■ Task goal: Beginning at the first line of the data, print each line exactly, stopping after the line that contains "loop until teardown.".

■ Task data:
== Segment start ==

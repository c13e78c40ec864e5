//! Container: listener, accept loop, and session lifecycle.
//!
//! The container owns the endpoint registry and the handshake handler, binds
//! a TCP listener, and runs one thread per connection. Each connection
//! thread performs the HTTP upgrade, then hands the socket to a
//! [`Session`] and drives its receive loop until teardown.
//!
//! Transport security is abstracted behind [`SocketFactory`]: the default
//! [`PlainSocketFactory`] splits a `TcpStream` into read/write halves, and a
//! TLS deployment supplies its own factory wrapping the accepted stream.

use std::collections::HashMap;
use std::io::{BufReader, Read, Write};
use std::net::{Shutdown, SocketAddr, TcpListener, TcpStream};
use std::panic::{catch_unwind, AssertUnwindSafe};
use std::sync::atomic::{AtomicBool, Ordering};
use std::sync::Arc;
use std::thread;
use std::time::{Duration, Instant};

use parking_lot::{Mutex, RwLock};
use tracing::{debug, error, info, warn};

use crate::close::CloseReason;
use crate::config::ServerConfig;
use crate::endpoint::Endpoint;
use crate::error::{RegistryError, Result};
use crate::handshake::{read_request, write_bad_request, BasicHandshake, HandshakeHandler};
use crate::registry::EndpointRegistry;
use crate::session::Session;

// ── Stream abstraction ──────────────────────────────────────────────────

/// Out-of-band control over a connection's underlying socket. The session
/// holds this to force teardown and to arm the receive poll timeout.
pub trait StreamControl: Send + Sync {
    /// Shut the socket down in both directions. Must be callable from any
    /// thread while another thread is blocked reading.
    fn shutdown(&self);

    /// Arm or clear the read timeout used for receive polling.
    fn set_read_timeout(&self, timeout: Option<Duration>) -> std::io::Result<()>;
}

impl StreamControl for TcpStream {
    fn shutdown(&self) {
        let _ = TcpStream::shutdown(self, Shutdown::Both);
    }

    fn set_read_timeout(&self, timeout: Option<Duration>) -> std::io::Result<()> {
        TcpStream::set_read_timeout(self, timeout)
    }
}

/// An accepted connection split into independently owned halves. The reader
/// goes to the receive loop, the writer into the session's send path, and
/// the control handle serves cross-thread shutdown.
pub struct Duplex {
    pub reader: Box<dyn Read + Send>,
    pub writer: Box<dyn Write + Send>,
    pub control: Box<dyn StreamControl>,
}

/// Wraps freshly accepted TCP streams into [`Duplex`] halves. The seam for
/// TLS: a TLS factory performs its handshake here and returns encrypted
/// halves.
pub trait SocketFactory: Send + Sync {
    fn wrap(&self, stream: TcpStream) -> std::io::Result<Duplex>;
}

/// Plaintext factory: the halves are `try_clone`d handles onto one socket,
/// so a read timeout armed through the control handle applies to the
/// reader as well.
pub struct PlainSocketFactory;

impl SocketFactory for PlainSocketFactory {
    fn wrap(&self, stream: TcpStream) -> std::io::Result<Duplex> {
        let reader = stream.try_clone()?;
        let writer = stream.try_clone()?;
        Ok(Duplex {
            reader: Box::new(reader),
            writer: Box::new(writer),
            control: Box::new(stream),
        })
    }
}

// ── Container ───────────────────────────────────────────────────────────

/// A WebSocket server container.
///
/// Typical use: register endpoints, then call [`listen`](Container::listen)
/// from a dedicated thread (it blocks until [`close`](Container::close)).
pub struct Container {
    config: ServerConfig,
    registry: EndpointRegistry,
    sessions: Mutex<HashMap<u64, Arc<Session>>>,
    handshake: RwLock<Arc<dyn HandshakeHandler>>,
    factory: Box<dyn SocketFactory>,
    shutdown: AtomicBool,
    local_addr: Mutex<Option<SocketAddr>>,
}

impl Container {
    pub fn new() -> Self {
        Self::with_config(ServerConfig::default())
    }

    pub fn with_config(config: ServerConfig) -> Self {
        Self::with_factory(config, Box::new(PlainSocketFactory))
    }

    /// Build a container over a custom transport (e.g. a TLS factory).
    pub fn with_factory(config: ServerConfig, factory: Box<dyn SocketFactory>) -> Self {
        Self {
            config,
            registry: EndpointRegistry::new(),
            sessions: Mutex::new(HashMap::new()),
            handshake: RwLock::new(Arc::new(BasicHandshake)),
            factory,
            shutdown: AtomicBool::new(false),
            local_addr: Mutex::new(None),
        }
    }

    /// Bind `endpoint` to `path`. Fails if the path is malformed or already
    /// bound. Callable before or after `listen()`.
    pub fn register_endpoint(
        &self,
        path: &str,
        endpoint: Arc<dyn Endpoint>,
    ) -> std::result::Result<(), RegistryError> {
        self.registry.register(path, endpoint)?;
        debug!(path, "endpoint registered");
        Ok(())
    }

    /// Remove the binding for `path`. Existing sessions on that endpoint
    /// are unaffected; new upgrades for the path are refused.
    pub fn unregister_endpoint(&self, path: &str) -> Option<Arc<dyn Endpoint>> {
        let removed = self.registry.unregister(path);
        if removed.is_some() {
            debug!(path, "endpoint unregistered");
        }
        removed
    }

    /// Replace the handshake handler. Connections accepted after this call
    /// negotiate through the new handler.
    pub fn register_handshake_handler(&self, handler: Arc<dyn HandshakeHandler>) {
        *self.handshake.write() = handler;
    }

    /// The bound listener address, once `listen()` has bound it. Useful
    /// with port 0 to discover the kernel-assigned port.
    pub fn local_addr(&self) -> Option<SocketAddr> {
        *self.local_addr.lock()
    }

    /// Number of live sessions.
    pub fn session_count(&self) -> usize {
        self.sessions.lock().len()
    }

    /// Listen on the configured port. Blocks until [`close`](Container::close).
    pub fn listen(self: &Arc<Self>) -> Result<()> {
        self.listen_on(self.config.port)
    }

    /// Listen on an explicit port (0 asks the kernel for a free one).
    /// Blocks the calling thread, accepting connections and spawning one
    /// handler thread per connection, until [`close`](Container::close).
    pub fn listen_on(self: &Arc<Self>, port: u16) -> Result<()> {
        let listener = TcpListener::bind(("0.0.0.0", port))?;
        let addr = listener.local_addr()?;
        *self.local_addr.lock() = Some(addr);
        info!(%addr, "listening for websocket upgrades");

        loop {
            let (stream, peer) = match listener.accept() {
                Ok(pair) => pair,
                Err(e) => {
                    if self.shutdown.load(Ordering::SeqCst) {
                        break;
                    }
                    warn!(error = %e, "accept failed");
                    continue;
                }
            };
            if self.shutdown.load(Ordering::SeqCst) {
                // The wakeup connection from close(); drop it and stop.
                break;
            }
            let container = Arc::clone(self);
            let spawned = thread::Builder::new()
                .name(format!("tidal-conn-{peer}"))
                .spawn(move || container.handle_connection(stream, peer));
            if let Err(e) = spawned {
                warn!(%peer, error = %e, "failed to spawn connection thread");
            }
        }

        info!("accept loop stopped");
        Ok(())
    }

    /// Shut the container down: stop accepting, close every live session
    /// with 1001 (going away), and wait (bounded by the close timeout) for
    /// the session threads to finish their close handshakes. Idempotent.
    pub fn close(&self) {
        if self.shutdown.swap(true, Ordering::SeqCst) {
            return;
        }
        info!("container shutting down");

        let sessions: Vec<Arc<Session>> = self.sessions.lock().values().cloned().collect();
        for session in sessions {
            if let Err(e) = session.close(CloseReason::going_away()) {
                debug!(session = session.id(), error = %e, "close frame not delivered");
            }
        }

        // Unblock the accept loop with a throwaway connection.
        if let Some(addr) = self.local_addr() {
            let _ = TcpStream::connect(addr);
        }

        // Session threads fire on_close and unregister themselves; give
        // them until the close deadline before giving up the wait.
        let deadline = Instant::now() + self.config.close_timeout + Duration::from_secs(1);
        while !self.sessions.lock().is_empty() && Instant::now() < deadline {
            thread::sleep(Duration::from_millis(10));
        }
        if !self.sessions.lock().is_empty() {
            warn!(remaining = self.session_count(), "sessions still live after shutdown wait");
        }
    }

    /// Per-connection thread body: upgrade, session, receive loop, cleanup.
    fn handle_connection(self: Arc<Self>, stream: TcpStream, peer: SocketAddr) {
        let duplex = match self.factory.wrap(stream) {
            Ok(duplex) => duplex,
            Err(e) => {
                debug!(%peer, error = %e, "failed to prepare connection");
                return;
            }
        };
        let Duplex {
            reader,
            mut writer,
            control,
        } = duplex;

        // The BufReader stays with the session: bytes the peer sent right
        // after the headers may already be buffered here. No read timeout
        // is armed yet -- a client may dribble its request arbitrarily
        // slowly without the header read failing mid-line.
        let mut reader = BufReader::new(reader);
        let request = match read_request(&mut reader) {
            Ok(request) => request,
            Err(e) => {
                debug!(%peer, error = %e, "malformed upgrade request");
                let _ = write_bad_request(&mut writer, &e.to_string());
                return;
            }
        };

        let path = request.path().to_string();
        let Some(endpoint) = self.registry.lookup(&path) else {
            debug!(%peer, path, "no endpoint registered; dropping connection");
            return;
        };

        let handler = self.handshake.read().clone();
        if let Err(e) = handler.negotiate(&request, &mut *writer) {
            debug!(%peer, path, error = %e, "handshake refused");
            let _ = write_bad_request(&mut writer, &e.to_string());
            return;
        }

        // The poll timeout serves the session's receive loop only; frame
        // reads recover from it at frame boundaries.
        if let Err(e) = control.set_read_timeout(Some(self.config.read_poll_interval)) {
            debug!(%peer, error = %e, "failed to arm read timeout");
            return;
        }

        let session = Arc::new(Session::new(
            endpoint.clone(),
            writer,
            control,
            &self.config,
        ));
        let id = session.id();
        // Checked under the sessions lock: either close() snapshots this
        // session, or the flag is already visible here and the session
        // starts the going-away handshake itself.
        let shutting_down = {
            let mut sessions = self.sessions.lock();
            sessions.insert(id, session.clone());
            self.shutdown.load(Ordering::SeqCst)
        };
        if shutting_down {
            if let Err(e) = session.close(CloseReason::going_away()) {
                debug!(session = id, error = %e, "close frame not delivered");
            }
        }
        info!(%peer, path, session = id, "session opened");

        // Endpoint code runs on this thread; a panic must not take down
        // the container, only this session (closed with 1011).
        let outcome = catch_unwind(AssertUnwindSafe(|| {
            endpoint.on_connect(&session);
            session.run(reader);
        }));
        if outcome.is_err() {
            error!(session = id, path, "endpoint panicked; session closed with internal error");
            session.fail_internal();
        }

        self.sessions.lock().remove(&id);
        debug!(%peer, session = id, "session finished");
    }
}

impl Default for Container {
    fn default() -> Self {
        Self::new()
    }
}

== Segment end ==

■ Solved exercise:
repository c13e78c40ec864e5
//! Container: listener, accept loop, and session lifecycle.
//!
//! The container owns the endpoint registry and the handshake handler, binds
//! a TCP listener, and runs one thread per connection. Each connection
//! thread performs the HTTP upgrade, then hands the socket to a
//! [`Session`] and drives its receive loop until teardown.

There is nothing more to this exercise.